Apenas tocada pela água
voltaram as cores às faces da criança, o corpo se tornou humano e a
menina ria muito por se ver toda molhada e por ser seu pai quem lhe
dava tal banho.
O rei abraçava-a
satisfeito e contou-lhe a história. Ela disse que de nada se
lembrava.
Com o resto da água
do pote o rei fez ressuscitar o lençol, o lenço, as rosas e tudo
que transformara. Entretanto, como lembrança daquela horrível
aventura, ficaram as orelhas de burro que ele tapou cuidadosamente
com um barrete.
Um dia o seu barbeiro
descobriu que ele tinha orelhas de asno e o rei mandou-o matar e
enterrar num canavial.

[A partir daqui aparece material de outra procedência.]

//! # Operation Manager
//!
//! Single write path for operation records.
//!
//! ## Overview
//!
//! Steps and the scheduler never write to storage directly. Every mutation goes
//! through the manager, which:
//!
//! - applies state changes through [`OperationStateMachine`], so illegal transitions
//!   are rejected before anything is written,
//! - keeps `updated_at` strictly increasing,
//! - persists with compare-and-swap on `version`, re-reading and re-applying the
//!   mutation on conflict up to `manager.conflict_retries` times,
//! - clears `last_error` on every transition into a state that may not carry one.
//!
//! ## Persist Failures
//!
//! The step-facing helpers ([`OperationManager::operation_failed`],
//! [`OperationManager::operation_failed_with`],
//! [`OperationManager::operation_succeeded`], [`OperationManager::retry_operation`],
//! [`OperationManager::operation_canceled`]) never surface storage errors. When the
//! write fails they log it and hand back the unchanged operation with
//! `persist_failure_delay`, so the same step runs again later.

use crate::config::ManagerConfig;
use crate::models::{LastError, Operation, PipelineCursor};
use crate::orchestration::error_classifier::{
    ClassifiedError, ErrComponent, ErrReason,
};
use crate::orchestration::step::StepResult;
use crate::state_machine::{
    OperationEvent, OperationState, OperationStateMachine, StateMachineError,
};
use crate::storage::Operations;
use chrono::{DateTime, Utc};
use std::sync::Arc;
use std::time::Duration;
use tracing::{debug, error, info, instrument, warn};

/// Engine-owned fields a step's update closure may not change
struct EngineFields {
    state: OperationState,
    cursor: Option<PipelineCursor>,
    last_error: Option<LastError>,
    retry_count: u32,
    retry_started_at: Option<DateTime<Utc>>,
}

impl EngineFields {
    fn capture(operation: &Operation) -> Self {
        Self {
            state: operation.state,
            cursor: operation.cursor.clone(),
            last_error: operation.last_error.clone(),
            retry_count: operation.retry_count,
            retry_started_at: operation.retry_started_at,
        }
    }

    fn restore(self, operation: &mut Operation) {
        operation.state = self.state;
        operation.cursor = self.cursor;
        operation.last_error = self.last_error;
        operation.retry_count = self.retry_count;
        operation.retry_started_at = self.retry_started_at;
    }
}

pub struct OperationManager {
    storage: Arc<dyn Operations>,
    config: ManagerConfig,
}

impl OperationManager {
    pub fn new(storage: Arc<dyn Operations>) -> Self {
        Self::with_config(storage, ManagerConfig::default())
    }

    pub fn with_config(storage: Arc<dyn Operations>, config: ManagerConfig) -> Self {
        Self { storage, config }
    }

    pub fn storage(&self) -> &Arc<dyn Operations> {
        &self.storage
    }

    pub fn config(&self) -> &ManagerConfig {
        &self.config
    }

    pub async fn get_operation(&self, id: &str) -> Result<Operation, ClassifiedError> {
        Ok(self.storage.get(id).await?)
    }

    /// Persist a freshly created operation
    #[instrument(skip(self, operation), fields(operation_id = %operation.id()))]
    pub async fn insert_operation(&self, operation: Operation) -> Result<Operation, ClassifiedError> {
        if operation.state != OperationState::Pending {
            return Err(ClassifiedError::fatal(format!(
                "new operations must be pending, got {}",
                operation.state
            ))
            .with_component(ErrComponent::InternalValidation)
            .with_reason(ErrReason::InvalidTransition));
        }

        self.storage.insert(&operation).await?;
        info!(
            instance_id = operation.instance_id(),
            operation_type = %operation.operation_type(),
            "Operation created"
        );
        Ok(operation)
    }

    /// Apply a step-level mutation and persist it.
    ///
    /// Only step-owned fields survive the closure; engine fields (state, cursor, retry
    /// bookkeeping, last error) are restored from the record being updated. On a version
    /// conflict the fresh record is re-read and the closure applied again.
    #[instrument(skip(self, operation, mutate), fields(operation_id = %operation.id()))]
    pub async fn update_operation<F>(
        &self,
        operation: Operation,
        mutate: F,
    ) -> Result<Operation, ClassifiedError>
    where
        F: Fn(&mut Operation) + Send + Sync,
    {
        self.persist(operation, |op| {
            let engine = EngineFields::capture(op);
            mutate(op);
            engine.restore(op);
            Ok(())
        })
        .await
    }

    /// Mark the operation Failed and return the non-recoverable error
    #[instrument(skip(self, operation, err), fields(operation_id = %operation.id()))]
    pub async fn operation_failed(
        &self,
        operation: Operation,
        description: &str,
        err: Option<ClassifiedError>,
    ) -> StepResult {
        let error = match err {
            Some(err) => err.context(description).non_recoverable(),
            None => ClassifiedError::fatal(description),
        };
        self.fail(operation, description, error).await
    }

    /// Mark the operation Failed for a condition the step detected itself.
    /// The error's message becomes the description.
    #[instrument(skip(self, operation, error), fields(operation_id = %operation.id()))]
    pub async fn operation_failed_with(&self, operation: Operation, error: ClassifiedError) -> StepResult {
        let description = error.message().to_string();
        self.fail(operation, &description, error.non_recoverable()).await
    }

    async fn fail(&self, operation: Operation, description: &str, error: ClassifiedError) -> StepResult {
        let last_error = LastError::from(&error);
        let event = OperationEvent::fail_with_error(error.message());

        let result = self
            .transition(operation.clone(), event, |op| {
                op.description = description.to_string();
                op.last_error = Some(last_error.clone());
            })
            .await;

        match result {
            Ok(stored) => {
                warn!(
                    error_component = last_error.component_label(),
                    error_reason = last_error.reason_label(),
                    "Operation failed: {}",
                    error
                );
                StepResult::error(stored, error)
            }
            Err(persist_err) => self.persist_failed(operation, persist_err),
        }
    }

    /// Mark the operation Succeeded
    #[instrument(skip(self, operation), fields(operation_id = %operation.id()))]
    pub async fn operation_succeeded(&self, operation: Operation, description: &str) -> StepResult {
        let result = self
            .transition(operation.clone(), OperationEvent::Succeed, |op| {
                op.description = description.to_string();
            })
            .await;

        match result {
            Ok(stored) => {
                info!("Operation succeeded");
                StepResult::advance(stored)
            }
            Err(persist_err) => self.persist_failed(operation, persist_err),
        }
    }

    /// Schedule a bounded retry.
    ///
    /// The budget is measured from `retry_started_at`, the first retry of the current
    /// episode. Once `max_time` is exceeded the operation fails instead.
    #[instrument(skip(self, operation, err), fields(operation_id = %operation.id(), retry_count = operation.retry_count))]
    pub async fn retry_operation(
        &self,
        operation: Operation,
        description: &str,
        err: Option<ClassifiedError>,
        retry_interval: Duration,
        max_time: Duration,
    ) -> StepResult {
        let now = Utc::now();
        let started = operation.retry_started_at.unwrap_or(now);
        let elapsed = now
            .signed_duration_since(started)
            .to_std()
            .unwrap_or_default();

        if elapsed > max_time {
            let message = format!(
                "{description}: retry time limit of {}s exceeded",
                max_time.as_secs()
            );
            return self.operation_failed(operation, &message, err).await;
        }

        let error = err.unwrap_or_else(|| ClassifiedError::new(description));
        let last_error = LastError::from(&error);
        let mutate = |op: &mut Operation| {
            op.retry_count = op.retry_count.saturating_add(1);
            op.retry_started_at = Some(started);
            op.description = description.to_string();
            if op.state.allows_last_error() {
                op.last_error = Some(last_error.clone());
            }
        };

        // Retrying and Canceling keep their state; only InProgress moves to Retrying
        let result = if operation.state == OperationState::InProgress {
            self.transition(operation.clone(), OperationEvent::Retry, mutate)
                .await
        } else {
            self.persist(operation.clone(), |op| {
                mutate(op);
                Ok(())
            })
            .await
        };

        match result {
            Ok(stored) => {
                debug!(
                    retry_count = stored.retry_count,
                    delay_ms = retry_interval.as_millis() as u64,
                    "Retrying operation: {}",
                    error
                );
                StepResult::requeue(stored, retry_interval.max(Duration::from_secs(1)))
            }
            Err(persist_err) => self.persist_failed(operation, persist_err),
        }
    }

    /// Pending → InProgress
    #[instrument(skip(self, operation), fields(operation_id = %operation.id()))]
    pub async fn start_operation(&self, operation: Operation) -> Result<Operation, ClassifiedError> {
        self.transition(operation, OperationEvent::Start, |op| {
            op.description = "Operation in progress".to_string();
        })
        .await
    }

    /// Retrying → InProgress
    #[instrument(skip(self, operation), fields(operation_id = %operation.id()))]
    pub async fn resume_operation(&self, operation: Operation) -> Result<Operation, ClassifiedError> {
        self.transition(operation, OperationEvent::Resume, |_| {}).await
    }

    /// InProgress/Retrying → Canceling
    #[instrument(skip(self, operation), fields(operation_id = %operation.id()))]
    pub async fn cancel_operation(&self, operation: Operation) -> Result<Operation, ClassifiedError> {
        self.transition(operation, OperationEvent::Cancel, |op| {
            op.description = "Operation canceling".to_string();
            op.cursor = None;
            op.retry_count = 0;
            op.retry_started_at = None;
        })
        .await
    }

    /// Canceling → Canceled
    #[instrument(skip(self, operation), fields(operation_id = %operation.id()))]
    pub async fn operation_canceled(&self, operation: Operation, description: &str) -> StepResult {
        let result = self
            .transition(operation.clone(), OperationEvent::CancelComplete, |op| {
                op.description = description.to_string();
            })
            .await;

        match result {
            Ok(stored) => {
                info!("Operation canceled");
                StepResult::advance(stored)
            }
            Err(persist_err) => self.persist_failed(operation, persist_err),
        }
    }

    /// Move the pipeline cursor and reset retry bookkeeping.
    ///
    /// Rejected with `InvalidTransition` if the state changed underneath, e.g. a
    /// cancel request landed while the step ran.
    #[instrument(skip(self, operation), fields(operation_id = %operation.id()))]
    pub async fn advance_cursor(
        &self,
        operation: Operation,
        cursor: Option<PipelineCursor>,
    ) -> Result<Operation, ClassifiedError> {
        let expected = operation.state;
        self.persist(operation, |op| {
            if op.state != expected {
                return Err(StateMachineError::InvalidTransition {
                    from: op.state,
                    event: "advance",
                }
                .into());
            }
            op.cursor = cursor.clone();
            op.retry_count = 0;
            op.retry_started_at = None;
            Ok(())
        })
        .await
    }

    async fn transition<F>(
        &self,
        operation: Operation,
        event: OperationEvent,
        mutate: F,
    ) -> Result<Operation, ClassifiedError>
    where
        F: Fn(&mut Operation) + Send + Sync,
    {
        self.persist(operation, |op| {
            OperationStateMachine::apply(op, &event)?;
            mutate(op);
            Ok(())
        })
        .await
    }

    async fn persist<F>(&self, operation: Operation, apply: F) -> Result<Operation, ClassifiedError>
    where
        F: Fn(&mut Operation) -> Result<(), ClassifiedError> + Send + Sync,
    {
        let id = operation.id().to_string();
        let mut current = operation;
        let mut attempt = 0;

        loop {
            let mut next = current.clone();
            apply(&mut next)?;
            next.updated_at = current.next_update_timestamp();
            next.version = current.version;

            match self.storage.update(&next).await {
                Ok(stored) => return Ok(stored),
                Err(err) if err.is_conflict() && attempt < self.config.conflict_retries => {
                    attempt += 1;
                    debug!(operation_id = %id, attempt, "Version conflict, re-reading operation");
                    current = self.storage.get(&id).await?;
                }
                Err(err) => return Err(err.into()),
            }
        }
    }

    fn persist_failed(&self, operation: Operation, err: ClassifiedError) -> StepResult {
        if err.reason() == Some(ErrReason::InvalidTransition) {
            warn!(
                operation_id = operation.id(),
                state = %operation.state,
                "Rejected state change: {}",
                err
            );
            return StepResult::error(operation, err);
        }

        error!(
            operation_id = operation.id(),
            "Unable to persist operation, step will run again: {}", err
        );
        StepResult::requeue(operation, self.config.persist_failure_delay())
    }
}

As canas cresceram mas ao menos sopro da brisa
repetiam: o rei tem orelhas de burro.
Sabedora do desejo que
seu pai tinha de vê-la rica e do pedido insólito que fizera, a
princesa Lia, quando se casou, distribuiu pelos pobres todos os
tesouros de seu pai e viveu modesta e feliz.
O rio Pactolo, esse
continuou e continua ainda, a rolar areias e palhetas de ouro, como
lembrança do banho do rei avarento.
O título do livro é A
ÁRVORE DE NATAL.
O nome do autor não
foi possível identificar, mas na parte da capa que resta aparece um
nome Tycho Brahe.
A editora é LIVRARIA
QUARESMA, Rio de Janeiro, 1959.
O livro inicia-se com
AO LEITOR.
Mais um livro de
histórias é hoje oferecido às crianças brasileira.
A ÁRVORE DE NATAL
ou TESOURO MARAVILHOSO DE PAPAI NOEL, revela mais uma vez ao
bom público que nos tem protegido e amparado com sua benevolência,
o progresso que temos incutido à nossa Biblioteca Infantil que é a
única no Brasil.
O presente volume que
foi confiado a reconhecido e autorizado escritos, contém muitas
histórias originais e várias adaptações de novelas de mestres
como Shakespeare, Tolstoi, Perrault, La Fontaine, etc. ... Não são
a repetição do que já temos publicado ou mesmo parodiado, mas sim
trabalhos coligidos de maneira que a ficção, sempre imaginosa, ande
a par com o fim de todo o livro infantil: deleitar, instruindo.
Tais contos, como agora
damos à luz da publicidade, são um precioso elemento de educação
doméstica, pois, como diz La Fontaine: “ Quem não acha um prazer
extremo em ouvir histórias mesmo inverossímeis?” São uma formosa
coletânea que agradará a nossos leitores e principalmente aos seus
filhos e que virá demonstrar nosso constante empenho de ser útil e
agradável às crianças que falam a nossa bela língua portuguesa.